Head & Shoulders Chart Pattern

What is a chart pattern?

A chart pattern, commonly referred to as a price pattern, is a distinctive graphical illustration of price movements of, amongst others, securities (such as stock), currencies, commodities, and cryptocurrencies.

The brokerage company IG describes a chart pattern as ‘a shape within a price chart that helps to suggest what prices might do next, based on what they have done in the past.’

Chart patterns are the foundation of technical analysis (TA), which can be described as the study of trends in the historical movements of prices[1] of, inter alia, securities, and currencies.
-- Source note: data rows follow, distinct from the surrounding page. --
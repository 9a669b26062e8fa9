//! Observable traits.
//!
//! [`CoreObservable`] is the subscription primitive every source and operator
//! implements. [`Observable`] is the user-facing API: it is implemented for
//! every core observable and provides `subscribe` plus the operators.

mod from_iter;
mod of;

use std::convert::Infallible;

pub use from_iter::{from_iter, FromIter};
pub use of::{of, Of};

use crate::{
  observer::{FnMutObserver, Observer},
  ops::{
    box_it::BoxedObservable,
    into_stream::IntoStream,
    map::Map,
    on_complete::OnComplete,
    take_until::TakeUntil,
  },
  subscription::Subscription,
};

/// A representation of any set of values over any amount of time.
pub trait CoreObservable: Sized {
  type Item;
  type Err;
  type Unsub: Subscription + 'static;

  /// Attach `observer`; the returned handle cancels it.
  fn actual_subscribe<O>(self, observer: O) -> Self::Unsub
  where
    O: Observer<Self::Item, Self::Err> + 'static;
}

/// The operator and subscription surface shared by every observable.
pub trait Observable: CoreObservable {
  /// Subscribe with a `next` closure. Only available for streams that cannot
  /// error.
  fn subscribe<F>(self, next: F) -> Self::Unsub
  where
    Self: CoreObservable<Err = Infallible>,
    F: FnMut(Self::Item) + 'static,
  {
    self.actual_subscribe(FnMutObserver(next))
  }

  /// Subscribe with a full observer.
  fn subscribe_with<O>(self, observer: O) -> Self::Unsub
  where
    O: Observer<Self::Item, Self::Err> + 'static,
  {
    self.actual_subscribe(observer)
  }

  /// Emit values until `notifier` emits, then complete.
  ///
  /// A notifier that errors or completes without emitting is ignored.
  fn take_until<N>(self, notifier: N) -> TakeUntil<Self, N>
  where
    N: CoreObservable,
  {
    TakeUntil { source: self, notifier }
  }

  fn map<B, F>(self, f: F) -> Map<Self, F>
  where
    F: FnMut(Self::Item) -> B,
  {
    Map { source: self, func: f }
  }

  /// Run `callback` when the stream completes, before forwarding the
  /// completion.
  fn on_complete<F>(self, callback: F) -> OnComplete<Self, F>
  where
    F: FnOnce(),
  {
    OnComplete::new(self, callback)
  }

  /// Erase the concrete observable type.
  fn box_it(self) -> BoxedObservable<Self::Item, Self::Err>
  where
    Self: 'static,
    Self::Item: 'static,
    Self::Err: 'static,
  {
    BoxedObservable::new(self)
  }

  /// Bridge into an async `Stream` of `Result<Item, Err>`.
  fn into_stream(self) -> IntoStream<Self::Item, Self::Err, Self::Unsub>
  where
    Self::Item: 'static,
    Self::Err: 'static,
  {
    IntoStream::new(self)
  }
}

impl<T: CoreObservable> Observable for T {}
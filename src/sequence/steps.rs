//! Module `steps`
//!
//! Defines the step type and the DAS1800 demo sequence.

use std::time::Duration;

use crate::config::DemoConfig;

/// One action in a command sequence.
#[derive(Debug, Clone, PartialEq)]
pub enum Step {
    /// Fire-and-forget command.
    Send(String),
    /// Command answered by exactly one line.
    Query(String),
    /// Wait before the next step.
    Pause(Duration),
    /// Close the connection and open a fresh one.
    Reconnect,
}

impl Step {
    pub fn send(command: impl Into<String>) -> Self {
        Step::Send(command.into())
    }

    pub fn query(command: impl Into<String>) -> Self {
        Step::Query(command.into())
    }
}

/// Settle time the instrument needs after STORE.
const STORE_SETTLE: Duration = Duration::from_millis(200);

/// Builds the DAS1800 demo: remote mode, identification, a short recording,
/// a configuration store/recall round trip (which drops the session), then a
/// tour of the secondary settings before handing control back to the panel.
pub fn das1800_demo(demo: &DemoConfig) -> Vec<Step> {
    vec![
        Step::send("*REM"),
        Step::query("*IDN ?"),
        // Values of all active measures
        Step::query("RDC?"),
        // Idle, Waiting for trigger or Recording
        Step::query("REC ?"),
        Step::send("REC ON"),
        Step::Pause(demo.record_pause()),
        // Forces the trigger while waiting for one
        Step::send("REC trig"),
        Step::Pause(demo.record_pause()),
        Step::send("REC OFF"),
        // The target folder must already exist on the instrument
        Step::send(format!("STORE {}", demo.config_path)),
        Step::Pause(STORE_SETTLE),
        Step::send(format!("RECALL {}", demo.config_path)),
        Step::Pause(demo.recall_settle()),
        // RECALL closes the session
        Step::Reconnect,
        Step::send("*REM"),
        Step::query("*OPT ?"),
        Step::query(":DATe ?"),
        Step::query(":HOURS ?"),
        Step::send(format!(":FILE:NAME {}", demo.record_file_name)),
        Step::query(":FILE:NAME ?"),
        Step::send(format!(":MEMSpeed {}", demo.memory_speed)),
        Step::query(":MEMSpeed ?"),
        // SCOPE, REPLAY or SETUP
        Step::send(format!("SCREEN {}", demo.screen)),
        Step::send("*LOC"),
    ]
}

#[cfg(test)]
mod tests {
    use super::*;

    #[test]
    fn test_demo_starts_remote_and_ends_local() {
        let steps = das1800_demo(&DemoConfig::default());
        assert_eq!(steps.first(), Some(&Step::send("*REM")));
        assert_eq!(steps.last(), Some(&Step::send("*LOC")));
    }

    #[test]
    fn test_demo_reconnects_after_recall_settle() {
        let demo = DemoConfig::default();
        let steps = das1800_demo(&demo);

        let recall = steps
            .iter()
            .position(|s| *s == Step::send("RECALL /internalDisk/my_config.acq_cfg"))
            .unwrap();
        assert_eq!(steps[recall + 1], Step::Pause(Duration::from_secs(30)));
        assert_eq!(steps[recall + 2], Step::Reconnect);
        assert_eq!(steps[recall + 3], Step::send("*REM"));
    }

    #[test]
    fn test_demo_uses_configured_values() {
        let demo = DemoConfig {
            record_file_name: "run_42".to_string(),
            memory_speed: 250,
            screen: "SETUP".to_string(),
            ..DemoConfig::default()
        };
        let steps = das1800_demo(&demo);

        assert!(steps.contains(&Step::send(":FILE:NAME run_42")));
        assert!(steps.contains(&Step::send(":MEMSpeed 250")));
        assert!(steps.contains(&Step::send("SCREEN SETUP")));
    }

    #[test]
    fn test_demo_query_steps_carry_query_marker() {
        for step in das1800_demo(&DemoConfig::default()) {
            match step {
                Step::Query(cmd) => assert!(cmd.contains('?'), "{cmd}"),
                Step::Send(cmd) => assert!(!cmd.contains('?'), "{cmd}"),
                _ => {}
            }
        }
    }
}
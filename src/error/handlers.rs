//! Error handlers
//!
//! Reporting helpers used by the demo binary.

use log::error;

use crate::error::types::ScpiError;

/// Log an error that ended a run.
pub fn handle_error(err: &ScpiError) {
    if err.is_connection_fault() {
        error!("Instrument unreachable: {}", err);
    } else {
        error!("SCPI session failed: {}", err);
    }
}

/// Process exit code for an error that ended a run.
pub fn error_to_exit_code(err: &ScpiError) -> u8 {
    match err {
        ScpiError::Connect { .. } | ScpiError::ConnectTimeout { .. } => 2,
        ScpiError::Config(_) => 3,
        ScpiError::ConnectionClosed(_) | ScpiError::NotConnected | ScpiError::Io(_) => 1,
    }
}

#[cfg(test)]
mod tests {
    use super::*;
    use std::io;
    use std::time::Duration;

    #[test]
    fn test_connection_faults_map_to_exit_code_two() {
        let refused = ScpiError::Connect {
            addr: "127.0.0.1:5025".to_string(),
            source: io::Error::from(io::ErrorKind::ConnectionRefused),
        };
        let timed_out = ScpiError::ConnectTimeout {
            addr: "127.0.0.1:5025".to_string(),
            timeout: Duration::from_secs(5),
        };
        assert_eq!(error_to_exit_code(&refused), 2);
        assert_eq!(error_to_exit_code(&timed_out), 2);
        assert!(refused.is_connection_fault());
    }

    #[test]
    fn test_session_errors_are_not_connection_faults() {
        let err = ScpiError::ConnectionClosed("127.0.0.1:5025".to_string());
        assert!(!err.is_connection_fault());
        assert_eq!(error_to_exit_code(&err), 1);
        assert_eq!(error_to_exit_code(&ScpiError::NotConnected), 1);
    }
}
The primary goal of TA is to identify price patterns in order to predict future price movements.

A pattern is created by drawing a line that connects common price points, such as highs or lows, during a given period of time.

Chart patterns can be based on time periods such as seconds, minutes, days, and even months.

Traders using technical analysis have various chart patterns at their disposal, including:

  1. The head and shoulders pattern

The article will focus on this chart pattern.

  1. The inverse head and shoulders

The article will also explain this type of chart pattern.

  1. The double top pattern enables traders to identify trend reversals.
  2. The double bottom pattern is a bullish reversal pattern, showing the discontinuation of a downtrend and a movement towards an uptrend.
  3. The rounding bottom pattern can signal a reversal or a continuation. For example, during an increase in a security’s price (an uptrend), the price may drop slightly before it starts rising again – an indication of a bullish continuation.
  4. The cup and handle pattern is a continuation chart pattern, signalling the continuation of a bullish market trend.
  5. The wedge pattern comprises two types of wedges:
  • The downward wedge, also called the falling wedge, usually indicates that the price will increase and break through the resistance level.
  • The rising wedge, also known as the ascending wedge, is a bearish chart pattern, signalling that price is about to break through the level of support.
  1. Pennants, also called flags, are patterns that can either represent a continuation or a reversal in a bullish or bearish
  2. The ascending triangle pattern signals that an ongoing bullish trend will continue.
  3. The descending triangle pattern indicates a downtrend in a bearish market.
  4. The symmetrical triangle pattern, usually a continuation pattern, can be either bearish or bullish, depending on the overall trend in a financial market.

 

(The term ‘bullish’ refers to the belief that the price of an asset will rise. Contrarily, the term ‘bearish’ refers to the belief that the price will fall.)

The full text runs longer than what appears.